WORK REQUIRED
Review the material line by line. Identify and copy every line that contains the string "filename".

INFORMATION PROVIDED
***
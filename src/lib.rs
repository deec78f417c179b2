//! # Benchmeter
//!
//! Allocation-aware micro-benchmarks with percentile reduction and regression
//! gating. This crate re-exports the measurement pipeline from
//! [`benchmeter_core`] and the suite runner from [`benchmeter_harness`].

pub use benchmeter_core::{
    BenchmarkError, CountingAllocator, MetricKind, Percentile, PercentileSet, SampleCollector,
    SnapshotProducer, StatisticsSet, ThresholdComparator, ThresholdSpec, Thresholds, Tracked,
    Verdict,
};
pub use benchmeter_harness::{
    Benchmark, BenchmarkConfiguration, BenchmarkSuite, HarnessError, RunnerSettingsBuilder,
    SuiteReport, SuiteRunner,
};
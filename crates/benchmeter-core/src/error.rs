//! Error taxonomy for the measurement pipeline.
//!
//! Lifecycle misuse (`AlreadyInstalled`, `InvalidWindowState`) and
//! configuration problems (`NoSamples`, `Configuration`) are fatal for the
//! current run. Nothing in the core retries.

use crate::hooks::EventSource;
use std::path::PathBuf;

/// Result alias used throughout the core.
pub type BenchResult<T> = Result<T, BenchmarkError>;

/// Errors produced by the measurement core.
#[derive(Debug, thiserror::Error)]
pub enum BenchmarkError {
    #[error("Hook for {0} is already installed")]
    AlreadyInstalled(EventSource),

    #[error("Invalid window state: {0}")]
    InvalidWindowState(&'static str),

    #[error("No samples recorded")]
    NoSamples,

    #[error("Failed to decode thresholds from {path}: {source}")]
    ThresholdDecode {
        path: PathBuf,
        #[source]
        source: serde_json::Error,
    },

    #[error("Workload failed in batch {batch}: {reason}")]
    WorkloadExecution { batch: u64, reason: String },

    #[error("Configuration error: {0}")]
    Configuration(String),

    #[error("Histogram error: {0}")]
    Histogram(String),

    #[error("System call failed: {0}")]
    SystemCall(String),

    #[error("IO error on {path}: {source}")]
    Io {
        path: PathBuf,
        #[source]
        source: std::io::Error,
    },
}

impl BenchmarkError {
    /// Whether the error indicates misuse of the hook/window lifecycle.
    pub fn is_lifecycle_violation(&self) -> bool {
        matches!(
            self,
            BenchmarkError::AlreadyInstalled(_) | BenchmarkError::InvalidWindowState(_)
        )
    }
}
***
WRITTEN RESPONSE
filename src/lib.rs
filename crates/benchmeter-core/src/error.rs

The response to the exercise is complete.